Je suis très attentive à la question de la place d’où l’on parle, à la question de ma légitimité à m’emparer de ce sujet. Il m’importe d’être claire là-dessus, de dire : voilà d’où je parle, voilà d’où je tiens ma légitimité pour raconter. Ainsi, je peux m’appuyer sur une triple légitimité : celle d’avoir vécu moi-même ce génocide et d’y avoir échappé de façon miraculeuse  ; je peux donc en parler de l’intérieur, sans me placer en surplomb comme souvent les journalistes le font. Mais j’ai par ailleurs une certaine expérience de l’écriture et, sans être historienne ni journaliste, je me suis documentée, j’ai fait beaucoup de lectures, j’ai rencontré des témoins de ces événements, donc j’ai une certaine légitimité à écrire là-dessus. Enfin, je suis aussi une ancienne humanitaire, je suis allée sur le terrain, j’ai côtoyé des personnes qui avaient besoin d’être aidées, j’ai une pratique de ces choses et de la façon dont on peut les organiser. Je dirais pour finir que ce travail s’inscrit pour moi dans une démarche militante : je sais ce que c’est que d’écrire depuis les marges silenciées.

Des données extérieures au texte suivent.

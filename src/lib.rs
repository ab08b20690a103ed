//! Cadence - a phase/skill/gate execution engine for guided work loops
//!
//! Cadence runs multi-phase loop definitions where each phase carries
//! skills and a trailing approval gate. Gates hold declarative guarantees
//! evaluated against a workspace, and an autonomous supervisor can pass
//! automatic gates unattended, escalating to a human when evidence never
//! materializes.

pub mod cli;
pub mod config;
pub mod domain;
pub mod engine;
pub mod error;
pub mod evaluation;
pub mod id;
pub mod storage;
pub mod supervisor;
pub mod workspace;

pub use error::{CadenceError, Result};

Le mot génocide, dites-vous, est un mot immense et écrasant, mais aussi un mot minuscule.

Au moment où on le vit, on ne sait pas qu’on vit un génocide. On ne met pas les mots dessus. Ce sont les instances internationales qui en décideront après. D’ailleurs, ce mot n’existe pas dans la langue rwandaise. Après, il écrase, on est identifié à ça tout le temps, il finit par nous tenir lieu de carte d’identité. Mais c’est aussi un mot qui est minuscule parce qu’il ne dit pas l’étendue de la perte, il ne dit pas les milliers de vies saccagées, l’ampleur des souffrances générées, les personnes qu’on a connues et qui ne sont plus là… Pensons à la célèbre phrase : « La mort d’un homme est une tragédie. La mort d’un million d’hommes est une statistique. » Il faut interroger le langage et l’imaginaire qui sous-tend les mots.

Qu’avez-vous pensé de la démarche de l’Afrique du Sud auprès de la Cour pénale internationale par rapport à ce qui se passe à Gaza ?

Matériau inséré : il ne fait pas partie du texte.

use eyre::{Context, Result};
use serde::{Deserialize, Serialize};
use std::fs;
use std::path::{Path, PathBuf};

#[derive(Debug, Clone, Serialize, Deserialize)]
#[serde(default)]
pub struct Config {
    pub log_level: Option<String>,
    pub supervisor: SupervisorSettings,
    pub archive: ArchiveConfig,
    pub workspace: WorkspaceConfig,
}

#[derive(Debug, Clone, Serialize, Deserialize)]
#[serde(default)]
pub struct SupervisorSettings {
    pub max_retries: u32,
    pub retry_delay_ms: u64,
    pub remediation_timeout_ms: u64,
}

impl Default for SupervisorSettings {
    fn default() -> Self {
        Self {
            max_retries: 3,
            retry_delay_ms: 10000,
            remediation_timeout_ms: 120000,
        }
    }
}

#[derive(Debug, Clone, Serialize, Deserialize)]
#[serde(default)]
pub struct ArchiveConfig {
    pub dir: PathBuf,
}

impl Default for ArchiveConfig {
    fn default() -> Self {
        Self {
            dir: dirs::data_local_dir()
                .unwrap_or_else(|| PathBuf::from("."))
                .join("cadence")
                .join("archive"),
        }
    }
}

#[derive(Debug, Clone, Serialize, Deserialize)]
#[serde(default)]
pub struct WorkspaceConfig {
    pub root: PathBuf,
}

impl Default for WorkspaceConfig {
    fn default() -> Self {
        Self {
            root: PathBuf::from("."),
        }
    }
}

impl Default for Config {
    fn default() -> Self {
        Self {
            log_level: None,
            supervisor: SupervisorSettings::default(),
            archive: ArchiveConfig::default(),
            workspace: WorkspaceConfig::default(),
        }
    }
}

impl Config {
    /// Load configuration with fallback chain
    pub fn load(config_path: Option<&PathBuf>) -> Result<Self> {
        // If explicit config path provided, try to load it
        if let Some(path) = config_path {
            return Self::load_from_file(path).context(format!("Failed to load config from {}", path.display()));
        }

        // Try primary location: ~/.config/<project>/<project>.yml
        if let Some(config_dir) = dirs::config_dir() {
            let project_name = env!("CARGO_PKG_NAME");
            let primary_config = config_dir.join(project_name).join(format!("{}.yml", project_name));
            if primary_config.exists() {
                match Self::load_from_file(&primary_config) {
                    Ok(config) => return Ok(config),
                    Err(e) => {
                        log::warn!("Failed to load config from {}: {}", primary_config.display(), e);
                    }
                }
            }
        }

        // Try fallback location: ./<project>.yml
        let project_name = env!("CARGO_PKG_NAME");
        let fallback_config = PathBuf::from(format!("{}.yml", project_name));
        if fallback_config.exists() {
            match Self::load_from_file(&fallback_config) {
                Ok(config) => return Ok(config),
                Err(e) => {
                    log::warn!("Failed to load config from {}: {}", fallback_config.display(), e);
                }
            }
        }

        // No config file found, use defaults
        log::info!("No config file found, using defaults");
        Ok(Self::default())
    }

    fn load_from_file<P: AsRef<Path>>(path: P) -> Result<Self> {
        let content = fs::read_to_string(&path).context("Failed to read config file")?;

        let config: Self = serde_yaml::from_str(&content).context("Failed to parse config file")?;

        log::info!("Loaded config from: {}", path.as_ref().display());
        Ok(config)
    }

    /// Supervisor timing knobs as a runtime config
    pub fn supervisor_config(&self) -> crate::supervisor::SupervisorConfig {
        crate::supervisor::SupervisorConfig {
            max_retries: self.supervisor.max_retries,
            retry_delay: std::time::Duration::from_millis(self.supervisor.retry_delay_ms),
            remediation_timeout: std::time::Duration::from_millis(
                self.supervisor.remediation_timeout_ms,
            ),
        }
    }
}

#[cfg(test)]
mod tests {
    use super::*;
    use std::io::Write;
    use tempfile::NamedTempFile;

    #[test]
    fn test_defaults() {
        let config = Config::default();
        assert_eq!(config.supervisor.max_retries, 3);
        assert_eq!(config.supervisor.retry_delay_ms, 10000);
        assert!(config.log_level.is_none());
    }

    #[test]
    fn test_partial_file_fills_in_defaults() {
        let mut file = NamedTempFile::new().unwrap();
        writeln!(file, "log_level: debug").unwrap();
        writeln!(file, "supervisor:").unwrap();
        writeln!(file, "  max_retries: 5").unwrap();

        let config = Config::load(Some(&file.path().to_path_buf())).unwrap();
        assert_eq!(config.log_level.as_deref(), Some("debug"));
        assert_eq!(config.supervisor.max_retries, 5);
        assert_eq!(config.supervisor.retry_delay_ms, 10000);
    }

    #[test]
    fn test_explicit_missing_path_errors() {
        let path = PathBuf::from("/nonexistent/cadence.yml");
        assert!(Config::load(Some(&path)).is_err());
    }

    #[test]
    fn test_supervisor_config_conversion() {
        let config = Config::default();
        let sup = config.supervisor_config();
        assert_eq!(sup.retry_delay, std::time::Duration::from_secs(10));
        assert_eq!(sup.max_retries, 3);
    }
}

J’ai trouvé extrêmement intéressant que ce soit l’Afrique du Sud qui ait pris cette initiative. Ça fait vraiment sens parce qu’ils ont vécu sous le régime de l’apartheid, ils savent de quoi ils parlent. Et plus généralement, ça me touche beaucoup que ça vienne d’Afrique, un continent qui a été colonisé et qui reprend l’initiative. Les choses bougent aussi au niveau international. Mais ce qui m’est difficile à vivre, c’est notre impuissance face à ce déferlement de violence depuis plus de cinq mois. Quelles que soient les prises de position, elles ne vont pas arrêter la violence. Néanmoins, ce qui a changé par rapport à 1994, c’est que la grande majorité des habitants de la terre ont des téléphones portables et donc un appareil photo intégré. Chacun peut par conséquent prendre des photos, témoigner, la quête des images n’est plus aussi difficile qu’elle l’était auparavant.

Votre moteur au fond, dans cette entreprise, c’est de vous réapproprier l’écriture de votre histoire, non pas de façon individuelle mais de façon collective  ; c’est d’amorcer enfin la prise de parole par les victimes et leur réflexion sur ce qu’elles ont vécu.

Oui, je crois que le temps est venu où une autre histoire est possible. Et c’est à nous, les victimes d’hier, de la raconter. Il faut se réapproprier les faits, il faut légender les photos avec nos mots. C’est une exigence déontologique. Il nous faut passer de l’autre côté du miroir, ne plus être ceux qui sont observés et étudiés mais ceux qui observent et étudient. Il faut changer le narratif, lui redonner toute sa complexité. Et ce qui me fait plaisir, c’est que mon livre vient tout juste de sortir et néanmoins, je reçois déjà des appels ou des courriers d’autres enfants des convois, d’autres témoins du génocide. C’est comme un puzzle géant, plein de trous, mais dans lequel chacun peut rajouter sa pièce, retracer sa mémoire des choses. Mon livre est la première pierre, j’ai fait ma part. Mais il y aura d’autres livres, parce qu’il faut que toutes ces histoires soient écrites.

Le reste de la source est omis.